Vega testified that the situation would have been handled very differently had he been properly
informed. For example, he would have immediately made courthouse staff preserve and hold the
crime scene, separate the three detainees, and all three detainees would have been sent to the
hospital to obtain rape kits. The appropriate investigators would have collected the rape kits so as
to maintain the chain of custody in evidence.
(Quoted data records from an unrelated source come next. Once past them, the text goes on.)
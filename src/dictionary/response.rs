use serde::Deserialize;
use tracing::trace;

/// One headword from the lookup service.
///
/// Only the fields the game reads are modeled; everything else in the
/// response (phonetics, licenses, source urls) is ignored.
#[derive(Debug, Clone, Default, PartialEq, Deserialize)]
pub struct Entry {
    #[serde(default)]
    pub word: String,

    #[serde(default)]
    pub phonetic: Option<String>,

    #[serde(default)]
    pub meanings: Vec<Meaning>,
}

impl Entry {
    /// Definition texts across all meanings, in the order the service sent them.
    pub fn into_definitions(self) -> Vec<String> {
        self.meanings
            .into_iter()
            .flat_map(|meaning| meaning.definitions)
            .map(|definition| definition.definition)
            .collect()
    }
}

/// A part-of-speech grouping of definitions.
#[derive(Debug, Clone, PartialEq, Deserialize)]
#[serde(rename_all = "camelCase")]
pub struct Meaning {
    #[serde(default)]
    pub part_of_speech: Option<String>,

    #[serde(default)]
    pub definitions: Vec<Definition>,
}

#[derive(Debug, Clone, PartialEq, Deserialize)]
pub struct Definition {
    pub definition: String,

    #[serde(default)]
    pub example: Option<String>,
}

#[derive(Deserialize)]
#[serde(untagged)]
enum Body {
    Entries(Vec<serde_json::Value>),
    Other(serde_json::Value),
}

/// Picks the first entry out of a response body.
///
/// Only the first element is decoded as an [`Entry`], so whatever follows it
/// can't spoil it. Any json that isn't a list starting with an entry counts
/// as "no entry". Only a body that isn't json at all is an error.
pub(super) fn first_entry(body: &[u8]) -> Result<Option<Entry>, serde_json::Error> {
    let first = match serde_json::from_slice(body)? {
        Body::Entries(entries) => entries.into_iter().next(),
        Body::Other(value) => {
            trace!(%value, "response is not a list");
            None
        }
    };

    let entry = first.and_then(|value| match serde_json::from_value(value) {
        Ok(entry) => Some(entry),
        Err(err) => {
            trace!(%err, "first element is not an entry");
            None
        }
    });

    Ok(entry)
}
use std::{num::NonZeroU64, time::Duration};

use reqwest::Url;
use serde::{Deserialize, Serialize};

use crate::dictionary::DictionaryClient;

#[derive(Deserialize, Serialize, Debug, Clone, PartialEq)]
#[serde(default)]
pub struct DictionaryConfig {
    pub base_url: Url,
    /// Zero is rejected, it would fail every lookup.
    pub timeout_secs: NonZeroU64,
    pub user_agent: String,
}

impl DictionaryConfig {
    pub const fn timeout(&self) -> Duration {
        Duration::from_secs(self.timeout_secs.get())
    }
}

impl Default for DictionaryConfig {
    fn default() -> Self {
        Self {
            base_url: Url::parse(DictionaryClient::DEFAULT_BASE_URL)
                .expect("hard-coded base url should be valid"),
            timeout_secs: NonZeroU64::new(DictionaryClient::DEFAULT_TIMEOUT.as_secs())
                .expect("default timeout should be non-zero"),
            user_agent: DictionaryClient::DEFAULT_USER_AGENT.to_owned(),
        }
    }
}
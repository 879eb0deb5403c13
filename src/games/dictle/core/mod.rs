mod guess;
pub use guess::{is_match, GuessOutcome};

mod mask;
pub use mask::MaskStyle;

#[derive(Debug, Default, Clone, Copy, PartialEq, Eq)]
pub enum GameStatus {
    #[default]
    Playing,
    Won,
}

impl GameStatus {
    pub const fn is_playing(self) -> bool {
        matches!(self, Self::Playing)
    }

    pub const fn is_won(self) -> bool {
        matches!(self, Self::Won)
    }
}

/// Tint of the latest feedback message.
#[derive(Debug, Default, Clone, Copy, PartialEq, Eq)]
pub enum FeedbackColor {
    Success,
    #[default]
    Failure,
}

/// Where the definitions lookup is at.
///
/// Kept apart from `Session::is_loading`, which only says whether any
/// definitions have arrived.
#[derive(Debug, Default, Clone, PartialEq, Eq)]
pub enum LookupState {
    #[default]
    Pending,
    Loaded,
    Failed(String),
}

impl LookupState {
    pub const fn is_pending(&self) -> bool {
        matches!(self, Self::Pending)
    }

    pub const fn is_failed(&self) -> bool {
        matches!(self, Self::Failed(_))
    }
}
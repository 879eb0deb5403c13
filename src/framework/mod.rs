pub mod config;
pub use config::AppConfig as Config;

pub mod logging;
use reqwest::{StatusCode, Url};

#[derive(Debug, thiserror::Error)]
pub enum Error {
    #[error("error from reqwest: {0}")]
    Reqwest(#[from] reqwest::Error),

    #[error("dictionary api responded with {0}")]
    Status(StatusCode),

    #[error("couldn't decode dictionary response: {0}")]
    Decode(#[from] serde_json::Error),

    #[error("{0} can't be used as a base url")]
    InvalidBase(Url),
}

impl Error {
    pub fn is_timeout(&self) -> bool {
        matches!(self, Self::Reqwest(err) if err.is_timeout())
    }
}
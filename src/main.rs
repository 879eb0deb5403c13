use std::sync::Arc;

use clap::Parser;
use tracing::{debug, info};

use dictle::{
    cli::Command,
    dictionary::DictionaryClient,
    framework::{self, Config},
    games::dictle::{GameHandle, GameOptions, WordsList},
    terminal, Cli,
};

#[tokio::main]
async fn main() -> anyhow::Result<()> {
    // a missing .env is fine
    dotenvy::dotenv().ok();

    let cli = Cli::parse();
    framework::logging::init_tracing(&cli.log_filter);

    info!(version = env!("CARGO_PKG_VERSION"), "starting dictle");

    let mut config = Config::load(&cli.config)?;
    cli.apply(&mut config);
    debug!(?config, "config loaded");

    if cli.command() == Command::Config {
        print!("{}", toml::to_string_pretty(&config)?);
        return Ok(());
    }

    let words = WordsList::from_config(&config.game)?;
    let client = DictionaryClient::from_config(&config.dictionary)?;
    debug!(base_url = %client.base_url(), "dictionary client ready");

    let handle = GameHandle::start(
        &words,
        &mut cli.rng(),
        Arc::new(client),
        GameOptions::from(&config.game),
    );

    let ending = terminal::play(handle).await?;
    info!(?ending, "game over");

    Ok(())
}
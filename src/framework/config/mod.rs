use std::path::Path;

use ::config::{Environment, File, FileFormat};
use serde::{Deserialize, Serialize};
use tracing::{debug, instrument};

mod dictionary;
pub use dictionary::DictionaryConfig;

mod game;
pub use game::GameConfig;

/// Prefix for environment overrides, e.g. `DICTLE_DICTIONARY__TIMEOUT_SECS=5`.
pub const ENV_PREFIX: &str = "DICTLE";

#[derive(Debug, thiserror::Error)]
pub enum Error {
    #[error("file read error: {0}")]
    Read(::config::ConfigError),

    #[error("parsing error: {0}")]
    Parse(::config::ConfigError),
}

#[derive(Deserialize, Serialize, Debug, Clone, Default, PartialEq)]
#[serde(default)]
pub struct AppConfig {
    pub dictionary: DictionaryConfig,
    pub game: GameConfig,
}

impl AppConfig {
    /// Layers `DICTLE_*` environment variables over a toml file.
    ///
    /// A missing file is fine; every setting has a default.
    #[instrument]
    pub fn load(path: &Path) -> Result<Self, Error> {
        debug!(exists = path.exists(), "loading config");

        ::config::Config::builder()
            .add_source(File::from(path).format(FileFormat::Toml).required(false))
            .add_source(
                Environment::with_prefix(ENV_PREFIX)
                    .prefix_separator("_")
                    .separator("__")
                    .try_parsing(true),
            )
            .build()
            .map_err(Error::Read)?
            .try_deserialize()
            .map_err(Error::Parse)
    }

    pub fn from_toml(toml: &str) -> Result<Self, Error> {
        ::config::Config::builder()
            .add_source(File::from_str(toml, FileFormat::Toml))
            .build()
            .map_err(Error::Read)?
            .try_deserialize()
            .map_err(Error::Parse)
    }
}
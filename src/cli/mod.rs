use std::path::PathBuf;

use rand::{rngs::StdRng, SeedableRng};

use crate::{framework::logging::DEFAULT_FILTER, games::dictle::MaskStyle, Config};

/// Guess the word from its dictionary definitions.
#[derive(clap::Parser, Debug)]
#[command(version, about)]
pub struct Cli {
    /// Toml config file; it's fine if it doesn't exist
    #[arg(long, env = "DICTLE_CONFIG", default_value = "dictle.toml")]
    pub config: PathBuf,

    /// Pick the word deterministically
    #[arg(long)]
    pub seed: Option<u64>,

    /// Overrides `game.mask` from the config
    #[arg(long, value_enum)]
    pub mask: Option<MaskStyle>,

    /// Log filter, used when RUST_LOG isn't set
    #[arg(long, env = "DICTLE_LOG", default_value = DEFAULT_FILTER)]
    pub log_filter: String,

    #[command(subcommand)]
    pub command: Option<Command>,
}

impl Cli {
    pub fn command(&self) -> Command {
        self.command.unwrap_or_default()
    }

    pub fn rng(&self) -> StdRng {
        match self.seed {
            Some(seed) => StdRng::seed_from_u64(seed),
            None => StdRng::from_entropy(),
        }
    }

    /// Applies command line overrides to a loaded config.
    pub fn apply(&self, config: &mut Config) {
        if let Some(mask) = self.mask {
            config.game.mask = mask;
        }
    }
}

#[derive(clap::Subcommand, Debug, Default, Clone, Copy, PartialEq, Eq)]
pub enum Command {
    /// Play a game (the default)
    #[default]
    Play,

    /// Print the resolved config and exit
    Config,
}
pub mod dictle;
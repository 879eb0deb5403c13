use std::time::Duration;

use async_trait::async_trait;
use reqwest::{StatusCode, Url};
use tracing::{debug, instrument, trace};

use crate::framework::config::DictionaryConfig;

use super::{response, DefinitionSource, Entry, Error, Result};

#[derive(Debug, Clone)]
pub struct DictionaryClient {
    client: reqwest::Client,
    base_url: Url,
}

impl DictionaryClient {
    pub const DEFAULT_BASE_URL: &'static str = "https://api.dictionaryapi.dev/api/v2/entries/en";
    pub const DEFAULT_TIMEOUT: Duration = Duration::from_secs(10);
    pub const DEFAULT_USER_AGENT: &'static str = concat!("dictle/", env!("CARGO_PKG_VERSION"));

    pub fn new(base_url: Url, timeout: Duration, user_agent: &str) -> Result<Self> {
        if base_url.cannot_be_a_base() {
            return Err(Error::InvalidBase(base_url));
        }

        let client = reqwest::Client::builder()
            .timeout(timeout)
            .user_agent(user_agent)
            .build()?;

        Ok(Self { client, base_url })
    }

    pub fn from_config(config: &DictionaryConfig) -> Result<Self> {
        Self::new(config.base_url.clone(), config.timeout(), &config.user_agent)
    }

    pub fn base_url(&self) -> &Url {
        &self.base_url
    }

    /// `{base}/{word}`, with the word percent-encoded as a single path segment.
    pub fn lookup_url(&self, word: &str) -> Result<Url> {
        let mut url = self.base_url.clone();

        url.path_segments_mut()
            .map_err(|()| Error::InvalidBase(self.base_url.clone()))?
            .pop_if_empty()
            .push(word);

        Ok(url)
    }

    /// Looks up a word, returning the first entry the service knows for it.
    ///
    /// A 404 is how the service says it has no definitions, so it's `Ok(None)`.
    #[instrument(skip(self))]
    pub async fn lookup(&self, word: &str) -> Result<Option<Entry>> {
        let url = self.lookup_url(word)?;
        debug!(%url, "looking up word");

        // the url contains the word, keep it out of errors shown to players
        let response = self
            .client
            .get(url)
            .send()
            .await
            .map_err(reqwest::Error::without_url)?;
        let status = response.status();

        if status == StatusCode::NOT_FOUND {
            debug!("no definitions found");
            return Ok(None);
        }

        if !status.is_success() {
            return Err(Error::Status(status));
        }

        let body = response
            .bytes()
            .await
            .map_err(reqwest::Error::without_url)?;
        let entry = response::first_entry(&body)?;
        trace!(found = entry.is_some(), "decoded response");

        Ok(entry)
    }
}

#[async_trait]
impl DefinitionSource for DictionaryClient {
    async fn fetch_definitions(&self, word: &str) -> Result<Vec<String>> {
        let definitions = self
            .lookup(word)
            .await?
            .map(Entry::into_definitions)
            .unwrap_or_default();

        Ok(definitions)
    }
}

#[cfg(test)]
mod tests {
    use std::time::Duration;

    use pretty_assertions::assert_eq;
    use reqwest::{StatusCode, Url};
    use tokio::{
        io::{AsyncReadExt, AsyncWriteExt},
        net::TcpListener,
        task::JoinHandle,
    };
    use tracing_test::traced_test;

    use super::DictionaryClient;
    use crate::dictionary::{DefinitionSource, Error};

    const GAIN: &str = r#"[{
        "word": "gain",
        "meanings": [
            { "partOfSpeech": "verb", "definitions": [{ "definition": "to increase" }] },
            { "partOfSpeech": "verb", "definitions": [{ "definition": "to obtain" }] }
        ]
    }]"#;

    /// Serves a single canned response and hands back the request line it saw.
    async fn serve_once(status: &'static str, body: &'static str) -> (Url, JoinHandle<String>) {
        let listener = TcpListener::bind("127.0.0.1:0").await.unwrap();
        let addr = listener.local_addr().unwrap();

        let server = tokio::spawn(async move {
            let (mut stream, _) = listener.accept().await.unwrap();

            let mut request = Vec::new();
            let mut buf = [0; 1024];
            loop {
                let read = stream.read(&mut buf).await.unwrap();
                request.extend_from_slice(&buf[..read]);

                if read == 0 || request.windows(4).any(|window| window == b"\r\n\r\n") {
                    break;
                }
            }

            let response = format!(
                "HTTP/1.1 {status}\r\ncontent-type: application/json\r\ncontent-length: {}\r\nconnection: close\r\n\r\n{body}",
                body.len()
            );
            stream.write_all(response.as_bytes()).await.unwrap();
            stream.shutdown().await.ok();

            String::from_utf8_lossy(&request)
                .lines()
                .next()
                .unwrap_or_default()
                .to_owned()
        });

        let base = Url::parse(&format!("http://{addr}/api/v2/entries/en")).unwrap();
        (base, server)
    }

    fn client(base: Url) -> DictionaryClient {
        DictionaryClient::new(base, Duration::from_secs(5), "dictle-tests").unwrap()
    }

    #[test]
    fn lookup_url_encodes_word() {
        let client = client(Url::parse(DictionaryClient::DEFAULT_BASE_URL).unwrap());

        assert_eq!(
            client.lookup_url("chair").unwrap().as_str(),
            "https://api.dictionaryapi.dev/api/v2/entries/en/chair"
        );
        assert_eq!(
            client.lookup_url("ice cream").unwrap().as_str(),
            "https://api.dictionaryapi.dev/api/v2/entries/en/ice%20cream"
        );
        assert_eq!(
            client.lookup_url("a/b").unwrap().as_str(),
            "https://api.dictionaryapi.dev/api/v2/entries/en/a%2Fb"
        );
    }

    #[test]
    fn lookup_url_tolerates_trailing_slash() {
        let client = client(Url::parse("https://example.com/entries/en/").unwrap());

        assert_eq!(
            client.lookup_url("gain").unwrap().as_str(),
            "https://example.com/entries/en/gain"
        );
    }

    #[test]
    fn rejects_cannot_be_a_base() {
        let base = Url::parse("mailto:someone@example.com").unwrap();

        assert!(matches!(
            DictionaryClient::new(base, Duration::from_secs(1), "dictle-tests"),
            Err(Error::InvalidBase(_))
        ));
    }

    #[tokio::test]
    #[traced_test]
    async fn fetches_flattened_definitions() {
        let (base, server) = serve_once("200 OK", GAIN).await;

        let definitions = client(base).fetch_definitions("gain").await.unwrap();
        assert_eq!(definitions, ["to increase", "to obtain"]);

        let request_line = server.await.unwrap();
        assert_eq!(request_line, "GET /api/v2/entries/en/gain HTTP/1.1");
    }

    #[tokio::test]
    #[traced_test]
    async fn not_found_is_empty() {
        let body = r#"{"title":"No Definitions Found","message":"","resolution":""}"#;
        let (base, server) = serve_once("404 Not Found", body).await;

        let definitions = client(base).fetch_definitions("qzxv").await.unwrap();
        assert!(definitions.is_empty());

        server.await.unwrap();
    }

    #[tokio::test]
    async fn no_meanings_is_empty() {
        let (base, server) = serve_once("200 OK", r#"[{"word":"qzxv"}]"#).await;

        let definitions = client(base).fetch_definitions("qzxv").await.unwrap();
        assert!(definitions.is_empty());

        server.await.unwrap();
    }

    #[tokio::test]
    async fn server_error_is_an_error() {
        let (base, server) = serve_once("500 Internal Server Error", "{}").await;

        let err = client(base).fetch_definitions("gain").await.unwrap_err();
        assert!(matches!(err, Error::Status(StatusCode::INTERNAL_SERVER_ERROR)));

        server.await.unwrap();
    }

    #[tokio::test]
    async fn non_json_body_is_an_error() {
        let (base, server) = serve_once("200 OK", "<html>oops</html>").await;

        let err = client(base).fetch_definitions("gain").await.unwrap_err();
        assert!(matches!(err, Error::Decode(_)));

        server.await.unwrap();
    }

    #[tokio::test]
    async fn slow_server_times_out() {
        let listener = TcpListener::bind("127.0.0.1:0").await.unwrap();
        let addr = listener.local_addr().unwrap();

        // accepts, then never answers
        let server = tokio::spawn(async move {
            let (stream, _) = listener.accept().await.unwrap();
            tokio::time::sleep(Duration::from_secs(5)).await;
            drop(stream);
        });

        let base = Url::parse(&format!("http://{addr}/entries")).unwrap();
        let client = DictionaryClient::new(base, Duration::from_millis(100), "dictle-tests").unwrap();

        let err = client.fetch_definitions("gain").await.unwrap_err();
        assert!(err.is_timeout(), "expected a timeout, got {err}");

        server.abort();
    }
}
Vega would have sent an evidence technician to
photograph the crime scene and collect any other physical evidence. An investigator would have
performed preliminary interviews. He noted conducting interviews with sexual assault victims
required specialized training due to the sensitive nature of the crime and the accused needed
Miranda warnings before the State’s Attorney would step in for a more detailed examination of
the case.
¶ 11 Instead, in this case, Vega noted the interviews were not appropriately done and the crime
scene was not preserved (as the cleaning staff cleared it), and there was not any evidence
collected there. Vega testified that he assigned investigators to the case, and upon proper review,
it showed the female, rather than the males, had been raped. This led to criminal charges being
filed against the two male detainees. Vega testified that contacting the Investigations Division
immediately was required by the policies in place, and such a practice was common knowledge.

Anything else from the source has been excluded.